With Collins elevated, Tae Crowder was a healthy scratch. Crowder played the majority of snaps in the first seven games, but he’s clearly fallen out of favor with the coaching staff. It’s hard to envision Crowder emerging from the doghouse this season.

Giants kicker Graham Gano made two field goals from 50-plus yards away on Sunday night. (Geoff Burke / USA Today)


• Gano should never be taken for granted. He is now 7-for-8 on field goals from 50-plus yards, including two in the second half on Sunday. Gano’s second 50-yarder was toward the end of the stadium with a headwind.

On the kickoff after his last field goal, Gano appeared to be shaken up while trying to tackle Washington’s Antonio Gibson at the end of a 43-yard return.
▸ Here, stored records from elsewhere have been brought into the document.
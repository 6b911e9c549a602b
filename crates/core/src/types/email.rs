//! Email address type.

use core::fmt;

use serde::{Deserialize, Serialize};

/// Errors that can occur when parsing an [`Email`].
#[derive(thiserror::Error, Debug, Clone)]
pub enum EmailError {
    /// The input string is empty.
    #[error("email cannot be empty")]
    Empty,
    /// The input string is too long.
    #[error("email must be at most {max} characters")]
    TooLong {
        /// Maximum allowed length.
        max: usize,
    },
    /// The input does not contain an @ symbol.
    #[error("email must contain an @ symbol")]
    MissingAtSymbol,
    /// The input contains more than one @ symbol.
    #[error("email must contain exactly one @ symbol")]
    MultipleAtSymbols,
    /// The input contains whitespace.
    #[error("email cannot contain whitespace")]
    Whitespace,
    /// The local part (before @) is empty.
    #[error("email local part cannot be empty")]
    EmptyLocalPart,
    /// The domain part (after @) is empty.
    #[error("email domain cannot be empty")]
    EmptyDomain,
}

/// A normalized email address.
///
/// Accounts are looked up by email, so parsing trims surrounding whitespace
/// and lowercases the address: `" User@Example.COM "` and `"user@example.com"`
/// identify the same shopper.
///
/// ## Constraints
///
/// - Length: 1-254 characters (RFC 5321 limit)
/// - Exactly one @ symbol, no inner whitespace
/// - Local part and domain must not be empty
///
/// ## Examples
///
/// ```
/// use shopfront_core::Email;
///
/// assert_eq!(Email::parse(" Ada@Example.com ").unwrap().as_str(), "ada@example.com");
///
/// assert!(Email::parse("").is_err());
/// assert!(Email::parse("no-at-symbol").is_err());
/// assert!(Email::parse("a@b@c").is_err());
/// ```
#[derive(Debug, Clone, Serialize, Deserialize, PartialEq, Eq, Hash)]
#[serde(transparent)]
pub struct Email(String);

impl Email {
    /// Maximum length of an email address (RFC 5321).
    pub const MAX_LENGTH: usize = 254;

    /// Parse and normalize an `Email` from a string.
    ///
    /// # Errors
    ///
    /// Returns an error if the trimmed input is empty, too long, contains
    /// whitespace, does not contain exactly one @ symbol, or has an empty
    /// local part or domain.
    pub fn parse(s: &str) -> Result<Self, EmailError> {
        let s = s.trim();
        if s.is_empty() {
            return Err(EmailError::Empty);
        }

        if s.len() > Self::MAX_LENGTH {
            return Err(EmailError::TooLong {
                max: Self::MAX_LENGTH,
            });
        }

        if s.chars().any(char::is_whitespace) {
            return Err(EmailError::Whitespace);
        }

        let (local, domain) = s.split_once('@').ok_or(EmailError::MissingAtSymbol)?;
        if domain.contains('@') {
            return Err(EmailError::MultipleAtSymbols);
        }
        if local.is_empty() {
            return Err(EmailError::EmptyLocalPart);
        }
        if domain.is_empty() {
            return Err(EmailError::EmptyDomain);
        }

        Ok(Self(s.to_lowercase()))
    }

    /// Returns the email address as a string slice.
    #[must_use]
    pub fn as_str(&self) -> &str {
        &self.0
    }

    /// Consumes the `Email` and returns its inner string.
    #[must_use]
    pub fn into_inner(self) -> String {
        self.0
    }

    /// Returns the domain part of the email (after the @).
    #[must_use]
    pub fn domain(&self) -> &str {
        self.0.split_once('@').map_or("", |(_, domain)| domain)
    }
}

impl fmt::Display for Email {
    fn fmt(&self, f: &mut fmt::Formatter<'_>) -> fmt::Result {
        f.write_str(&self.0)
    }
}

impl std::str::FromStr for Email {
    type Err = EmailError;

    fn from_str(s: &str) -> Result<Self, Self::Err> {
        Self::parse(s)
    }
}

impl AsRef<str> for Email {
    fn as_ref(&self) -> &str {
        &self.0
    }
}
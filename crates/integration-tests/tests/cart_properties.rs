//! Cart engine behaviour against the in-memory gateway.
//!
//! Covers line coalescing, price snapshots, removal through quantity
//! updates, derived totals, clearing, owner isolation and failure handling.

#![allow(clippy::unwrap_used)]

use std::sync::Arc;

use rust_decimal::Decimal;

use shopfront_core::{OwnerKey, SessionId, UserId};
use shopfront_integration_tests::{FlakyGateway, product};
use shopfront_storefront::gateway::{Gateway, InMemoryGateway, Table};
use shopfront_storefront::models::{Product, ProductPatch};
use shopfront_storefront::{CartEngine, CartError, CartNotice, FixedOwner};

fn session(id: &str) -> FixedOwner {
    // Fixed tokens so "abc" and "xyz" are distinct, readable owners.
    let uuid = match id {
        "abc" => "00000000-0000-4000-8000-000000000abc",
        "xyz" => "00000000-0000-4000-8000-000000000f0f",
        other => other,
    };
    FixedOwner(OwnerKey::Session(uuid.parse::<SessionId>().unwrap()))
}

fn anonymous() -> FixedOwner {
    FixedOwner(OwnerKey::Session(SessionId::generate()))
}

// =============================================================================
// Coalescing and price snapshot
// =============================================================================

#[tokio::test]
async fn test_repeated_add_coalesces_into_one_line() {
    let gateway = Arc::new(InMemoryGateway::new());
    let mug = product(gateway.as_ref(), "Mug", 1000).await;
    let cart = CartEngine::new(Arc::clone(&gateway), anonymous());

    for (first, second) in [(1, 1), (2, 3), (7, 11)] {
        cart.clear().await.unwrap();
        cart.add_item(mug.id, first).await.unwrap();
        cart.add_item(mug.id, second).await.unwrap();

        let items = cart.items().await;
        assert_eq!(items.len(), 1);
        assert_eq!(items[0].quantity, first + second);
    }
    assert_eq!(gateway.row_count(Table::CartItems).await, 1);
}

#[tokio::test]
async fn test_price_change_does_not_reprice_existing_line() {
    let gateway = Arc::new(InMemoryGateway::new());
    let mug = product(gateway.as_ref(), "Mug", 1000).await;
    let cart = CartEngine::new(Arc::clone(&gateway), anonymous());
    cart.add_item(mug.id, 1).await.unwrap();

    let patch = ProductPatch {
        price: Some(Decimal::new(1999, 2)),
        ..ProductPatch::default()
    };
    gateway.update::<Product, _>(mug.id, &patch).await.unwrap();

    cart.refresh().await.unwrap();
    assert_eq!(cart.items().await[0].unit_price, Decimal::new(1000, 2));

    // Coalescing into the line keeps the original snapshot too.
    cart.add_item(mug.id, 1).await.unwrap();
    let items = cart.items().await;
    assert_eq!(items[0].quantity, 2);
    assert_eq!(items[0].unit_price, Decimal::new(1000, 2));
}

// =============================================================================
// Removal and totals
// =============================================================================

#[tokio::test]
async fn test_zero_and_negative_quantity_remove_line() {
    let gateway = Arc::new(InMemoryGateway::new());
    let mug = product(gateway.as_ref(), "Mug", 1000).await;
    let cart = CartEngine::new(Arc::clone(&gateway), anonymous());

    for quantity in [0, -5] {
        cart.add_item(mug.id, 3).await.unwrap();
        let item_id = cart.items().await[0].id;

        cart.update_quantity(item_id, quantity).await.unwrap();
        assert!(cart.items().await.iter().all(|item| item.id != item_id));
    }
}

#[tokio::test]
async fn test_totals_are_derived_from_lines() {
    let gateway = Arc::new(InMemoryGateway::new());
    let mug = product(gateway.as_ref(), "Mug", 1250).await;
    let tee = product(gateway.as_ref(), "Tee", 2499).await;
    let sticker = product(gateway.as_ref(), "Sticker", 99).await;
    let cart = CartEngine::new(Arc::clone(&gateway), anonymous());

    assert_eq!(cart.total_items().await, 0);
    assert_eq!(cart.total_price().await, Decimal::ZERO);

    cart.add_item(mug.id, 2).await.unwrap();
    cart.add_item(tee.id, 1).await.unwrap();
    cart.add_item(sticker.id, 10).await.unwrap();

    let items = cart.items().await;
    let expected_items: i64 = items.iter().map(|i| i64::from(i.quantity)).sum();
    let expected_price: Decimal = items
        .iter()
        .map(|i| i.unit_price * Decimal::from(i.quantity))
        .sum();

    let totals = cart.totals().await;
    assert_eq!(totals.total_items, expected_items);
    assert_eq!(totals.total_price, expected_price);
    assert_eq!(totals.total_items, 13);
    assert_eq!(totals.total_price, Decimal::new(5989, 2));
    assert_eq!(totals.subtotal().display(), "$59.89");

    cart.clear().await.unwrap();
    assert_eq!(cart.total_items().await, 0);
    assert_eq!(cart.total_price().await, Decimal::ZERO);
}

#[tokio::test]
async fn test_clear_twice_is_harmless() {
    let gateway = Arc::new(InMemoryGateway::new());
    let mug = product(gateway.as_ref(), "Mug", 1000).await;
    let cart = CartEngine::new(Arc::clone(&gateway), anonymous());
    cart.add_item(mug.id, 2).await.unwrap();

    cart.clear().await.unwrap();
    assert!(cart.items().await.is_empty());
    cart.clear().await.unwrap();
    assert!(cart.items().await.is_empty());
    assert_eq!(gateway.row_count(Table::CartItems).await, 0);
}

#[tokio::test]
async fn test_worked_example() {
    let gateway = Arc::new(InMemoryGateway::new());
    let p1 = product(gateway.as_ref(), "P1", 1000).await;
    let cart = CartEngine::new(Arc::clone(&gateway), anonymous());

    cart.add_item(p1.id, 2).await.unwrap();
    let items = cart.items().await;
    assert_eq!(items.len(), 1);
    assert_eq!(items[0].product_id, p1.id);
    assert_eq!(items[0].quantity, 2);
    assert_eq!(items[0].unit_price, Decimal::new(1000, 2));
    assert_eq!(cart.total_items().await, 2);
    assert_eq!(cart.total_price().await, Decimal::new(2000, 2));

    cart.add_item(p1.id, 3).await.unwrap();
    let items = cart.items().await;
    assert_eq!(items.len(), 1);
    assert_eq!(items[0].quantity, 5);
    assert_eq!(cart.total_price().await, Decimal::new(5000, 2));

    cart.update_quantity(items[0].id, 0).await.unwrap();
    assert!(cart.items().await.is_empty());
    assert_eq!(cart.total_price().await, Decimal::ZERO);
}

// =============================================================================
// Owner isolation
// =============================================================================

#[tokio::test]
async fn test_owners_do_not_see_each_other() {
    let gateway = Arc::new(InMemoryGateway::new());
    let mug = product(gateway.as_ref(), "Mug", 1000).await;

    let abc = CartEngine::new(Arc::clone(&gateway), session("abc"));
    let xyz = CartEngine::new(Arc::clone(&gateway), session("xyz"));
    let user = CartEngine::new(
        Arc::clone(&gateway),
        FixedOwner(OwnerKey::User(UserId::from_uuid(uuid::Uuid::new_v4()))),
    );

    abc.add_item(mug.id, 2).await.unwrap();

    xyz.refresh().await.unwrap();
    user.refresh().await.unwrap();
    assert!(xyz.items().await.is_empty());
    assert!(user.items().await.is_empty());

    // Same product, separate lines per owner.
    xyz.add_item(mug.id, 1).await.unwrap();
    abc.refresh().await.unwrap();
    assert_eq!(abc.items().await[0].quantity, 2);
    assert_eq!(gateway.row_count(Table::CartItems).await, 2);

    xyz.clear().await.unwrap();
    abc.refresh().await.unwrap();
    assert_eq!(abc.items().await.len(), 1);
}

// =============================================================================
// Failure handling
// =============================================================================

#[tokio::test]
async fn test_failed_write_leaves_items_and_notifies() {
    let gateway = Arc::new(FlakyGateway::new(InMemoryGateway::new()));
    let mug = product(gateway.inner(), "Mug", 1000).await;
    let cart = CartEngine::new(Arc::clone(&gateway), anonymous());
    cart.add_item(mug.id, 2).await.unwrap();
    let before = cart.items().await;

    let mut notices = cart.subscribe();
    gateway.fail_writes(true);

    let err = cart.add_item(mug.id, 1).await.unwrap_err();
    assert!(matches!(err, CartError::Gateway(_)));
    assert_eq!(cart.items().await, before);
    assert!(!cart.is_loading());

    let err = cart.update_quantity(before[0].id, 9).await.unwrap_err();
    assert!(matches!(err, CartError::Gateway(_)));
    let err = cart.clear().await.unwrap_err();
    assert!(matches!(err, CartError::Gateway(_)));
    assert_eq!(cart.items().await, before);
    assert!(!cart.is_loading());

    for _ in 0..3 {
        match notices.try_recv().unwrap() {
            CartNotice::Failed { message } => assert!(!message.contains("pool")),
            other => panic!("unexpected notice {other:?}"),
        }
    }

    gateway.fail_writes(false);
    cart.add_item(mug.id, 1).await.unwrap();
    assert_eq!(cart.items().await[0].quantity, 3);
}

#[tokio::test]
async fn test_failed_refresh_keeps_previous_items() {
    let gateway = Arc::new(FlakyGateway::new(InMemoryGateway::new()));
    let mug = product(gateway.inner(), "Mug", 1000).await;
    let cart = CartEngine::new(Arc::clone(&gateway), anonymous());
    cart.add_item(mug.id, 2).await.unwrap();

    gateway.fail_reads(true);
    let err = cart.refresh().await.unwrap_err();
    assert!(matches!(err, CartError::Gateway(_)));
    assert_eq!(cart.items().await.len(), 1);
    assert!(!cart.is_loading());
}

#[tokio::test]
async fn test_failed_trailing_refresh_still_reports_success() {
    let gateway = Arc::new(FlakyGateway::new(InMemoryGateway::new()));
    let mug = product(gateway.inner(), "Mug", 1000).await;
    let cart = CartEngine::new(Arc::clone(&gateway), anonymous());
    cart.add_item(mug.id, 2).await.unwrap();
    let item_id = cart.items().await[0].id;
    let mut notices = cart.subscribe();

    // Delete needs no read, so only the reload afterwards fails.
    gateway.fail_reads(true);
    cart.remove_item(item_id).await.unwrap();
    assert_eq!(gateway.inner().row_count(Table::CartItems).await, 0);
    assert!(notices.try_recv().unwrap().is_failure());
    assert_eq!(notices.try_recv().unwrap(), CartNotice::ItemRemoved);

    gateway.fail_reads(false);
    cart.refresh().await.unwrap();
    assert!(cart.items().await.is_empty());
}

#[tokio::test]
async fn test_loading_while_gateway_call_in_flight() {
    let gateway = Arc::new(FlakyGateway::new(InMemoryGateway::new()));
    let cart = Arc::new(CartEngine::new(Arc::clone(&gateway), anonymous()));
    assert!(!cart.is_loading());

    let hold = gateway.hold().await;
    let task = tokio::spawn({
        let cart = Arc::clone(&cart);
        async move { cart.refresh().await }
    });
    while !cart.is_loading() {
        tokio::task::yield_now().await;
    }

    drop(hold);
    task.await.unwrap().unwrap();
    assert!(!cart.is_loading());
    assert!(gateway.calls() >= 1);
}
But Gano said he was cleared after getting evaluated for a concussion.

• Commanders coach Ron Rivera had the same concerns about attempting a field goal into the wind, so he elected to punt on fourth-and-12 from the New York 34-yard line on the game’s opening drive. Washington netted just four yards after a 20-yard return by James.

• Giants punter Jamie Gillan had a strong game. He had three punts fair caught inside the 20-yard line and delivered a booming 56-yard punt to help flip field position when the Giants were backed up late in the third quarter.

• James was a money receiver on Sunday, converting three of his four catches for first downs. He also earned some money, as he hit a $100,000 incentive for reaching 40 catches for the season. James, who never had more than 23 catches in his first four seasons, now has 42 receptions. He has bounced back well from his two fumbled punt returns in the Giants’ loss to the Seahawks in Week 8.

• In a game when the Giants played almost exclusively with three wide receivers on the field, Kenny Golladay played one snap. The $72-million receiver has four catches this season on an offense that is mostly devoid of playmakers.

Nick Gates made his third straight start at left guard, but he alternated with Ben Bredeson, who returned from a six-week absence due to a knee injury. They rotated every two series, but Bredeson out-snapped Gates, 42-21, mostly because he was on the field for the 18-play drive.